ABOUT THIS TASK.
Copy each line of the data below with the word "whose".
++++ ENTRIES PROVIDED ++++
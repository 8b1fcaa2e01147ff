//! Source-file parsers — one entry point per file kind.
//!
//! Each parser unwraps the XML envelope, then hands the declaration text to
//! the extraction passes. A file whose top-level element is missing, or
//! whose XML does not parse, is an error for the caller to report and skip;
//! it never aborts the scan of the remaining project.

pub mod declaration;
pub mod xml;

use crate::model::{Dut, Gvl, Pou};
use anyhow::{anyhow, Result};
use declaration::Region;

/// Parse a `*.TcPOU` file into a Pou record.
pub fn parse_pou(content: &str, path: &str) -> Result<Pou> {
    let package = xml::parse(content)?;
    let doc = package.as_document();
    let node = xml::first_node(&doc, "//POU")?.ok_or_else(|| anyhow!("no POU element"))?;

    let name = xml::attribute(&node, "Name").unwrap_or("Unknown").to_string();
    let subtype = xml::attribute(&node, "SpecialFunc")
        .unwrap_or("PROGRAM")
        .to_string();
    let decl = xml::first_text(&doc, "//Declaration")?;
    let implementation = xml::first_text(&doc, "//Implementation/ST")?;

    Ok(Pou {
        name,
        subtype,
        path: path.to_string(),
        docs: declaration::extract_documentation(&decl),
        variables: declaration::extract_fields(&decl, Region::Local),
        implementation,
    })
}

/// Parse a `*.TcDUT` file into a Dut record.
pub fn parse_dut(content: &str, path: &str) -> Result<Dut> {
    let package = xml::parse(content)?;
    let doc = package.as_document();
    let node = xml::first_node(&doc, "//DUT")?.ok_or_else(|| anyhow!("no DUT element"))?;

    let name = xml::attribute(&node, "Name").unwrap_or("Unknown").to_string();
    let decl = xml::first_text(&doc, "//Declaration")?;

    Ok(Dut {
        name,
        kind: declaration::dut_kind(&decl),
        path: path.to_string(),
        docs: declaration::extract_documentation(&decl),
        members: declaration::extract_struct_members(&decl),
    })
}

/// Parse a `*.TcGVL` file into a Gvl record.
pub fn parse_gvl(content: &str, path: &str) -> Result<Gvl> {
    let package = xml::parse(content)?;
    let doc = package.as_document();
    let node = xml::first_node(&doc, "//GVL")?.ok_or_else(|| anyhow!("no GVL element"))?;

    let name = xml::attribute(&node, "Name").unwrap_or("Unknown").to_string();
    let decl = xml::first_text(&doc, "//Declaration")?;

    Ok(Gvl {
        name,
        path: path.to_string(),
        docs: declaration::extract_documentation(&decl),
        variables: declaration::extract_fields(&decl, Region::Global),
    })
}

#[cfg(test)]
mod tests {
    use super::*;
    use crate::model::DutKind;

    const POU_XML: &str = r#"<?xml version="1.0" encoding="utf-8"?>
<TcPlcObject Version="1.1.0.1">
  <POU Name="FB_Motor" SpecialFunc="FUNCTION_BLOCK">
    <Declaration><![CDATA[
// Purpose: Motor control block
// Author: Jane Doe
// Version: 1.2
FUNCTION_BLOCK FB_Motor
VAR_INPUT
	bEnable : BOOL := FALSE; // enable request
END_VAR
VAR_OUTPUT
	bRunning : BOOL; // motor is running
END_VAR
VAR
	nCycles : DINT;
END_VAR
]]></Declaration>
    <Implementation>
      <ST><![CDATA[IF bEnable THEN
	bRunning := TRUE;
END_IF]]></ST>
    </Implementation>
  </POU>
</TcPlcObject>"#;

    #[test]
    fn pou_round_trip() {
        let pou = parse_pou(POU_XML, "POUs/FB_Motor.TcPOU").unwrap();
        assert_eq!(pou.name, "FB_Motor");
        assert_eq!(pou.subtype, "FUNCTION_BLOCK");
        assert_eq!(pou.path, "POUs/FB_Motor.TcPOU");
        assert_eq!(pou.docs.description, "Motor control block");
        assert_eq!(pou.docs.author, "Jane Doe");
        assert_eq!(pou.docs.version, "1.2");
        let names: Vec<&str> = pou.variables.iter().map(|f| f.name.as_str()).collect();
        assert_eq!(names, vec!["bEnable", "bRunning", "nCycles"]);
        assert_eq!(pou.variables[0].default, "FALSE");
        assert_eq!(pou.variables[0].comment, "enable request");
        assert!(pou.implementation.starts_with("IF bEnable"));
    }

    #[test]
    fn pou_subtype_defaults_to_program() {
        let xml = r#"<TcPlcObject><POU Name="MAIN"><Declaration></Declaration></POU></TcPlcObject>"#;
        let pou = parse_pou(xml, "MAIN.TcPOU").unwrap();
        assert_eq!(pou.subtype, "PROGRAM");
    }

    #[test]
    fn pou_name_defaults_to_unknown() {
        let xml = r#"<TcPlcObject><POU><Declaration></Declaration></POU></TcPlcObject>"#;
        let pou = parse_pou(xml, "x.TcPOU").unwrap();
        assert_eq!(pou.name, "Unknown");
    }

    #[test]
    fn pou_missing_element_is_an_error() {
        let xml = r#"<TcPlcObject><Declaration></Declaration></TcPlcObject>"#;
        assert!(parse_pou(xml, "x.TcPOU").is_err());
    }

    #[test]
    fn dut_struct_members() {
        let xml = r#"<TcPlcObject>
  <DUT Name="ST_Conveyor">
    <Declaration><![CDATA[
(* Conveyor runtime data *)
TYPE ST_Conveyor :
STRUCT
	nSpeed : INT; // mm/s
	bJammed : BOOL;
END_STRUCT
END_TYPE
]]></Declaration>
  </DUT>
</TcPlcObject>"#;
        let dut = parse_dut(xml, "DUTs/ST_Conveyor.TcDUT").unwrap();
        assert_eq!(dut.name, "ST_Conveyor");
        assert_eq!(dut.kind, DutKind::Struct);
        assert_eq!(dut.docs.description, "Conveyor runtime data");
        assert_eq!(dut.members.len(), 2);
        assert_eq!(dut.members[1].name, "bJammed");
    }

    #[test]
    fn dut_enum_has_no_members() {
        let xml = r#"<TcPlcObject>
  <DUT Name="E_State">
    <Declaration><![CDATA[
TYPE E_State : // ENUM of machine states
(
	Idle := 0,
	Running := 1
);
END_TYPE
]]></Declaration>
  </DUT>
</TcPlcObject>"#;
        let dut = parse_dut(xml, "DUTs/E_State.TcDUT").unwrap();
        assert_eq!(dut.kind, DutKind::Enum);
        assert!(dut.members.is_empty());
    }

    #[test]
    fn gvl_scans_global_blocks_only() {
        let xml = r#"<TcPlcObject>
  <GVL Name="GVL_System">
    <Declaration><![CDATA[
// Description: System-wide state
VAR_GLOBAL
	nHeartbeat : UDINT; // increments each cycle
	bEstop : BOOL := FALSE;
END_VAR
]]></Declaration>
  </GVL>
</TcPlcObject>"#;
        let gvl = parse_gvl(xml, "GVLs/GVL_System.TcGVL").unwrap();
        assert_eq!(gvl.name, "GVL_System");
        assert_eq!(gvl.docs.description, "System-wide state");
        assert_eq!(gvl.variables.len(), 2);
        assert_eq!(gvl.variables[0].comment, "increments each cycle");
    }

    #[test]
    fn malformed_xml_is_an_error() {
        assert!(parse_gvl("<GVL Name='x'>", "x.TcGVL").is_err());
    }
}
++++
++++ ENTRIES PROVIDED ++++
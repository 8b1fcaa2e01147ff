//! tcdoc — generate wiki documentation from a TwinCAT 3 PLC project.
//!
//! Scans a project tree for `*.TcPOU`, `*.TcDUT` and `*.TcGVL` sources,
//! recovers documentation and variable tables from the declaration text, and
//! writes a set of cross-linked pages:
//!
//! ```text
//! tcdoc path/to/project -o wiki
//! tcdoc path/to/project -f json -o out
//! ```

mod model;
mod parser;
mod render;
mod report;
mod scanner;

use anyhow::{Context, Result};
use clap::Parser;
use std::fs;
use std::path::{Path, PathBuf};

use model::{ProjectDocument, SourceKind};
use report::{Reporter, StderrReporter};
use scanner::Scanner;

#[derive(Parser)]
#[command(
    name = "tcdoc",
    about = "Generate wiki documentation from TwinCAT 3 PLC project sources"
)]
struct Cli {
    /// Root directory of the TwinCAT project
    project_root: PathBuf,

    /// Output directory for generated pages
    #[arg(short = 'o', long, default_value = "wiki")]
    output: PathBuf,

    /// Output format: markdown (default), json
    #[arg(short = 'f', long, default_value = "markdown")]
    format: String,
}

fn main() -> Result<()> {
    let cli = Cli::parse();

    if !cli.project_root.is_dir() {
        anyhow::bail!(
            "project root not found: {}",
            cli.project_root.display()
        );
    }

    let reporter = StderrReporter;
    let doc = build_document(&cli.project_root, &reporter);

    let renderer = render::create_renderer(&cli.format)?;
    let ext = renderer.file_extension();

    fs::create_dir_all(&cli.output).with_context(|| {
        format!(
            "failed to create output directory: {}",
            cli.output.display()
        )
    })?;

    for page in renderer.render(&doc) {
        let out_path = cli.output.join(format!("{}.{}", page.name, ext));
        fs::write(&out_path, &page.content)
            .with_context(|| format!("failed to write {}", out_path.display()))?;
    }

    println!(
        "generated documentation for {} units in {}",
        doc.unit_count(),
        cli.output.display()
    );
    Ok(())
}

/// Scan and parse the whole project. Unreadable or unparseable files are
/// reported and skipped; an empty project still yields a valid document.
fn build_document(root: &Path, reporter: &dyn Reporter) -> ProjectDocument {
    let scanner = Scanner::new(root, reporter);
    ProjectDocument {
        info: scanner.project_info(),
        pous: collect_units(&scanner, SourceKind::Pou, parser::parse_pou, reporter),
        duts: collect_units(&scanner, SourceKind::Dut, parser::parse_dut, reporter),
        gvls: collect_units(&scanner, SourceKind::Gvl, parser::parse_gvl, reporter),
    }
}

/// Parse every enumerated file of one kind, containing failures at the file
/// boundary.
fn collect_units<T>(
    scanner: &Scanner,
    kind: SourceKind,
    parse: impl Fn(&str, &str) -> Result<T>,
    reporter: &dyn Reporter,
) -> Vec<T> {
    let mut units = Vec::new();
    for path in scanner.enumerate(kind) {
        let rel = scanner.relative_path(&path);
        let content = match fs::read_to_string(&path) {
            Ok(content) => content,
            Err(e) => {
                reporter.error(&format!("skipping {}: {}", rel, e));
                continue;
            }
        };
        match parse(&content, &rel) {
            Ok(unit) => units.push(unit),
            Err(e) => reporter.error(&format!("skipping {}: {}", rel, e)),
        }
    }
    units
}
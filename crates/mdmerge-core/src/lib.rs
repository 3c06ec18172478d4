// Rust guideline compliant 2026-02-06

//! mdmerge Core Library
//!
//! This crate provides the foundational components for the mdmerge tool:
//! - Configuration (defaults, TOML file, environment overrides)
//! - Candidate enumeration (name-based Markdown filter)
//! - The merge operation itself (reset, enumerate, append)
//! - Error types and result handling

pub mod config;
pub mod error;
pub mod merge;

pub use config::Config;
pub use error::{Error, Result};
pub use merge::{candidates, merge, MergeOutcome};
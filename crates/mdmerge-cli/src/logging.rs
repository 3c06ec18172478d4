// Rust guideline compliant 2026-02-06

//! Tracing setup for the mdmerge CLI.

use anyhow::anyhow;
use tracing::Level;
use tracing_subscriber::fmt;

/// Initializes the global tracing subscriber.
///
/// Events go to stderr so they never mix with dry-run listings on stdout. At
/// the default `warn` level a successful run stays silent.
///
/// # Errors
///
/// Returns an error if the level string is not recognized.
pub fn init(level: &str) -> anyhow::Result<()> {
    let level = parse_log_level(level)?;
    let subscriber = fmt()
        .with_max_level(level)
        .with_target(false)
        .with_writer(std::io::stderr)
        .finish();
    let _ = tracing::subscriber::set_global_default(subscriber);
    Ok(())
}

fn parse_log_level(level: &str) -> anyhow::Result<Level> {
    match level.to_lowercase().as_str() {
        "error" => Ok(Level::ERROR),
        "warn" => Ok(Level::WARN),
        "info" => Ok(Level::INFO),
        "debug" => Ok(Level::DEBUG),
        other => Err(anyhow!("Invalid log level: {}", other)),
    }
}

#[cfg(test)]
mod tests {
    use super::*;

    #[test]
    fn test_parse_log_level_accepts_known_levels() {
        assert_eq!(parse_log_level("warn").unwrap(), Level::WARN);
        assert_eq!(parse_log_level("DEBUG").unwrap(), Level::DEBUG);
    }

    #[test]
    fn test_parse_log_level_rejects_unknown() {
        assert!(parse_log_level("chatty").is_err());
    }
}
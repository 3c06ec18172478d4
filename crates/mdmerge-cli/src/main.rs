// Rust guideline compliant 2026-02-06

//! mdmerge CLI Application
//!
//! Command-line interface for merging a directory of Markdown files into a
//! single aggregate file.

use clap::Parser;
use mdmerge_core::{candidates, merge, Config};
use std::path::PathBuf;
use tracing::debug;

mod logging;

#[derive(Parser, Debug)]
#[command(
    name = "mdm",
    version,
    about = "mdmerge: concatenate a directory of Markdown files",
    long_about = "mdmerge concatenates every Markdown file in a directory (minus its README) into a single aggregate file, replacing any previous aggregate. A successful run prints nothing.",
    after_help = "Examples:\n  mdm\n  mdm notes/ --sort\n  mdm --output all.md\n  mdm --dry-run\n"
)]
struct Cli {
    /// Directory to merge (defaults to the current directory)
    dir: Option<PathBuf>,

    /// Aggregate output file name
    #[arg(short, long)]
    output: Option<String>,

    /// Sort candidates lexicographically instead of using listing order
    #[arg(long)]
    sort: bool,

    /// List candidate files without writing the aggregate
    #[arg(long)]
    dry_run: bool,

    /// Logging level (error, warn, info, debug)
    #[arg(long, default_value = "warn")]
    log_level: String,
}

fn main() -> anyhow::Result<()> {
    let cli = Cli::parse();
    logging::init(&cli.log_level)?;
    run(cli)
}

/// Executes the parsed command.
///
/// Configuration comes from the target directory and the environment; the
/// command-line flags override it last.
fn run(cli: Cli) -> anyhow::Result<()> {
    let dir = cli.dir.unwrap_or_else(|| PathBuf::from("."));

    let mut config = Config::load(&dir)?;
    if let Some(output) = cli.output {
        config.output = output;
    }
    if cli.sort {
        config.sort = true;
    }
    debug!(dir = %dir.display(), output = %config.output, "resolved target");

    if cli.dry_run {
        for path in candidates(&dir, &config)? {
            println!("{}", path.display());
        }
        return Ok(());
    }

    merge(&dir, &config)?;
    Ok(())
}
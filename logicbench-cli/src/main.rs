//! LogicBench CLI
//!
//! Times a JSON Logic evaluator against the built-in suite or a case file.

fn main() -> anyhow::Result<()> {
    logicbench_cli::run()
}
++++
RESPONSE AREA.
//! the extraction passes. A file whose top-level element is missing, or
//! whose XML does not parse, is an error for the caller to report and skip;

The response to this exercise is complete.